Reign of a King (Kingdom Duet #1) by Rina Kent
“How sore are you?”
“Enough that I can’t move.”
“Should you see a doctor?”
“No. It’s not as bad as that.”
“Then what do you need?”
“Rest, Jonathan. Ever heard of the word, or was that erased from your workaholic dictionary?”
“Very funny.” His face is caught in that snobbish state, which means he doesn’t find it amusing at all.
He pulls the covers off my body and I yelp as he wraps his strong arms around my back and picks me up. The room tilts off balance as he carries me effortlessly, bridal style.
There’s a faint recollection of us being in this same position before. Did he also do it yesterday?
Were those words that came to my mind his?
I must be imagining things. This is Jonathan, after all. He doesn’t feel — at all. Even if he does, he’s perfected the art of deception so well, no one sees past his cool façade.
I wince, but the palpitations of my heart take me more by surprise. “Jonathan? What are you doing?”
“Finding a solution.” He marches to the bathroom, and I catch a glimpse of us in the mirror. Me, entirely naked and small in his arms. Him, suited up and looking every bit the king from his last name.

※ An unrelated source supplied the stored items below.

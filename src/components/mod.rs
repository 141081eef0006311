//! Reusable UI component modules.
//!
//! SYSTEM CONTEXT
//! ==============
//! Components render the questionnaire and rubric form surfaces while
//! keeping their interactive state in the focused models under `state`.

pub mod level_marker;
pub mod nav_bar;
pub mod notes_cell;
pub mod questionnaire;
pub mod rubric_area;
//! Option catalogs and prompts for the Additional Information questionnaires.

#[cfg(test)]
#[path = "options_test.rs"]
mod options_test;

/// Option id that opens the free-text "describe" escape hatch.
pub const OTHER_OPTION_ID: &str = "other";

/// A single selectable item in a questionnaire checklist.
#[derive(Clone, Copy, Debug)]
pub struct OptionItem {
    /// Unique within its list.
    pub id: &'static str,
    pub label: &'static str,
    pub description: Option<&'static str>,
}

/// The three summary messages a questionnaire can fall back to.
#[derive(Clone, Copy, Debug)]
pub struct SummaryPrompts {
    /// Shown while the Yes/No gate is not "yes".
    pub none: &'static str,
    /// Shown when gate is "yes" but nothing has been entered yet.
    pub choose: &'static str,
    /// Shown when the built label list comes out empty.
    pub empty: &'static str,
}

/// Full configuration for one questionnaire category.
#[derive(Clone, Copy, Debug)]
pub struct QuestionnaireConfig {
    /// Radio-group name, unique per category.
    pub name: &'static str,
    pub legend: &'static str,
    pub description: &'static str,
    pub aria_label: &'static str,
    pub options: &'static [OptionItem],
    pub prompts: SummaryPrompts,
    pub other_placeholder: &'static str,
}

pub static ARRANGEMENT: QuestionnaireConfig = QuestionnaireConfig {
    name: "needs-arrangement",
    legend: "Does the student require any specialized equipment or arrangement?",
    description: "Consider accessibility, mobility, and any classroom layout changes that \
                  help the student access instruction and materials.",
    aria_label: "Specialized equipment or arrangement",
    options: &[
        OptionItem {
            id: "pref-seating",
            label: "Preferential seating / teacher proximity",
            description: Some(
                "Student benefits from a specific location in the classroom (e.g., near \
                 instruction, reduced distractions).",
            ),
        },
        OptionItem {
            id: "ada-access",
            label: "ADA accommodations (wheelchair access, table heights, etc.)",
            description: Some(
                "Physical arrangement changes are required to ensure accessibility to \
                 materials, desks, or pathways.",
            ),
        },
        OptionItem {
            id: "alt-seating",
            label: "Alternative seating or standing options",
            description: Some(
                "Student uses equipment such as wobble stools, standing desks, cushions, \
                 or other flexible seating.",
            ),
        },
        OptionItem {
            id: "additional-support",
            label: "Additional adult support or supervision",
            description: Some(
                "Student requires scheduled staff proximity or support to access \
                 instruction and materials.",
            ),
        },
        OptionItem {
            id: "aac-space",
            label: "Dedicated AAC device or communication area",
            description: Some(
                "Student needs a defined space for augmentative and alternative \
                 communication tools or devices.",
            ),
        },
    ],
    prompts: SummaryPrompts {
        none: "No specialized classroom arrangement is required at this time.",
        choose: "Select all equipment or arrangements that apply.",
        empty: "No specific equipment has been selected.",
    },
    other_placeholder: "Describe the specialized equipment or arrangement",
};

pub static TOILETING: QuestionnaireConfig = QuestionnaireConfig {
    name: "needs-toileting",
    legend: "Toileting & Hygiene Supports",
    description: "Note routines, adult assistance, or accessibility needs that ensure the \
                  student can manage restroom breaks with dignity.",
    aria_label: "Toileting and hygiene supports",
    options: &[
        OptionItem {
            id: "scheduled-breaks",
            label: "Scheduled bathroom breaks",
            description: Some(
                "Student benefits from reminders or a consistent toileting routine during \
                 the school day.",
            ),
        },
        OptionItem {
            id: "visual-supports",
            label: "Visual supports or social stories",
            description: Some(
                "Visual cues, timers, or step-by-step guides are used to promote \
                 independence in hygiene tasks.",
            ),
        },
        OptionItem {
            id: "adaptive-equipment",
            label: "Adaptive equipment and accessibility",
            description: Some(
                "Grab bars, step stools, or alternate facilities are needed to access \
                 restrooms safely.",
            ),
        },
        OptionItem {
            id: "adult-assistance",
            label: "Adult assistance for toileting",
            description: Some(
                "Staff support is required for transfers, clothing management, or hygiene \
                 routines.",
            ),
        },
        OptionItem {
            id: OTHER_OPTION_ID,
            label: "Other (describe)",
            description: None,
        },
    ],
    prompts: SummaryPrompts {
        none: "No toileting or hygiene supports are required at this time.",
        choose: "Select all toileting supports that apply.",
        empty: "No specific toileting supports have been selected.",
    },
    other_placeholder: "Describe the toileting or hygiene support",
};

pub static DAILY_LIVING: QuestionnaireConfig = QuestionnaireConfig {
    name: "needs-daily-living",
    legend: "Daily Living / Self-Help Supports",
    description: "Highlight supports that foster independence with feeding, dressing, and \
                  organization throughout the day.",
    aria_label: "Daily living supports",
    options: &[
        OptionItem {
            id: "feeding-support",
            label: "Feeding support or adaptive utensils",
            description: Some(
                "Student requires specific positioning, utensils, or prompting during \
                 meals or snack time.",
            ),
        },
        OptionItem {
            id: "dressing-support",
            label: "Support for dressing / outerwear",
            description: Some(
                "Assistance is needed with coats, shoes, winter gear, or specialty \
                 clothing fasteners.",
            ),
        },
        OptionItem {
            id: "organization-support",
            label: "Organization of materials",
            description: Some(
                "Student benefits from structured systems for personal items, locker, or \
                 cubby materials.",
            ),
        },
        OptionItem {
            id: "transition-support",
            label: "Arrival / dismissal transitions",
            description: Some(
                "Adult support or visual schedules are required for transportation and \
                 end-of-day routines.",
            ),
        },
        OptionItem {
            id: OTHER_OPTION_ID,
            label: "Other (describe)",
            description: None,
        },
    ],
    prompts: SummaryPrompts {
        none: "No daily living supports are needed within the classroom.",
        choose: "Select all daily living supports that apply.",
        empty: "No specific daily living supports have been selected.",
    },
    other_placeholder: "Describe the daily living support",
};

pub static COMMUNICATION: QuestionnaireConfig = QuestionnaireConfig {
    name: "needs-communication",
    legend: "Communication Devices & Supports",
    description: "Capture how expressive and receptive communication is supported across \
                  the day and any equipment that must travel with the student.",
    aria_label: "Communication devices and supports",
    options: &[
        OptionItem {
            id: "aac-device",
            label: "Dedicated AAC device",
            description: Some(
                "Student uses a speech-generating device or tablet that must be accessible \
                 across settings.",
            ),
        },
        OptionItem {
            id: "picture-exchange",
            label: "Picture exchange / communication board",
            description: Some(
                "Visual symbols or boards accompany instruction, transitions, and social \
                 interactions.",
            ),
        },
        OptionItem {
            id: "sign-support",
            label: "Sign language or gestures",
            description: Some(
                "Staff and peers incorporate sign language, gestures, or cues to support \
                 communication.",
            ),
        },
        OptionItem {
            id: "prompting-support",
            label: "Prompting for communication",
            description: Some(
                "Student benefits from verbal, visual, or tactile prompts to initiate or \
                 respond.",
            ),
        },
        OptionItem {
            id: OTHER_OPTION_ID,
            label: "Other (describe)",
            description: None,
        },
    ],
    prompts: SummaryPrompts {
        none: "No specialized communication devices or supports are required at this time.",
        choose: "Select all communication supports that apply.",
        empty: "No specific communication supports have been selected.",
    },
    other_placeholder: "Describe the communication device or support",
};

My hair is dishevelled and my eyes are slightly puffy from sleep. I don’t only look fucked, but also like I enjoyed every second of it.
Jonathan gently lowers me into the bathtub and I wince as my hip bone touches the cold surface.
His attention slides to me at the sound I make. “Endure it for a bit.”
“Is that your answer to everything?”
“You have to endure it to get past it, Aurora. That’s how it works.”
That’s an interesting philosophy, but… “That doesn't mean it goes away, you know.”
“That’s why you have to endure and take action. It doesn’t make a difference if you only endure. If anything, that’ll hurt you in the long run.” He turns the tap on the slightest bit, tests the water on his fingers, and lets it fill the tub. And me.
My muscles relax a little as the cool water loosens the ache between my legs and the soreness in my arse.
He reaches over my head to the countless bath products and retrieves one that was already here when I moved in.
“I use the apple one.” I motion to the bottle beside it.
“Always an objection.” He shakes his head, although he does comply and pours the apple-scented one.
Then he watches with unnerving silence as the water fills the tub and the bubbles cover me to my breasts.
I squirm under his scrutiny. While I’m good with handling silence, I’m rubbish when it comes to Jonathan’s. Considering his reticent nature, it always feels like he’s communicating something with silence.
And it’s not usually good. Jonathan’s silence is the type that’s meant to keep you on your toes.
“You can go. You don’t have to keep watching me."
He doesn’t move or say anything. He remains at the edge of the bathtub, his arms crossed over his chest, and studies me intently, as if reading imaginary words off my face.
The intimidation that is Jonathan King knows no bounds. It’s like he was born to play the role of a bastard with no soul.
The fact that he has his emotions trapped in a vault, or worse, they don’t exist at all, makes him unpredictable.
There’s no way in hell to figure out what he’s thinking about, and I guess that’s what turns me into this confused ball whenever he’s around.
Despite steering clear of puzzles, there’s no denying how much I love solving them. The idea of digging my fingers into something and figuring it all out fills me with a rush of adrenaline.
The thought of never being able to do that with Jonathan is what’s throwing me into an endless loop with no way out.
“You have work, right?” I mutter.
“It can wait.”
“Did you just say work can wait? Isn’t that like blasphemy in your work god manual?”
He raises a brow, probably because of my sarcastic tone, but he doesn’t comment on it. “I own the work. It’s not the other way around.”
“Are you telling me that you could stop working tomorrow if you choose to?”
“I could, but I won’t. There’s no fun in hanging around when you can use those hours to be productive.”
“More like destructive,” I mutter to myself.
“If you have something to say, say it out loud. Hiding makes you seem like a coward, and you’re no coward, Aurora.”
His words send a tingle of pride down my spine. Not that I need Jonathan to tell me I’m no coward, but the fact that he’s probably always thought that way about me says something. No idea what, but it does.
He reaches a hand to my face and I stiffen. Is he going to stroke my cheek?
Now that I think about it, Jonathan hardly touches my face — if ever. The only time he’s done so was earlier when he checked my temperature. He’s never attempted to kiss me either. Not that I would peg Jonathan as the emotional type who would do that, but —
Why am I even thinking about it? First, the tightness in my chest because he left last night. And now, the fact that he didn’t touch my face or kiss me?
Instead of touching me, Jonathan reaches behind me and shuts the tap. My stomach sinks in with something different to relief.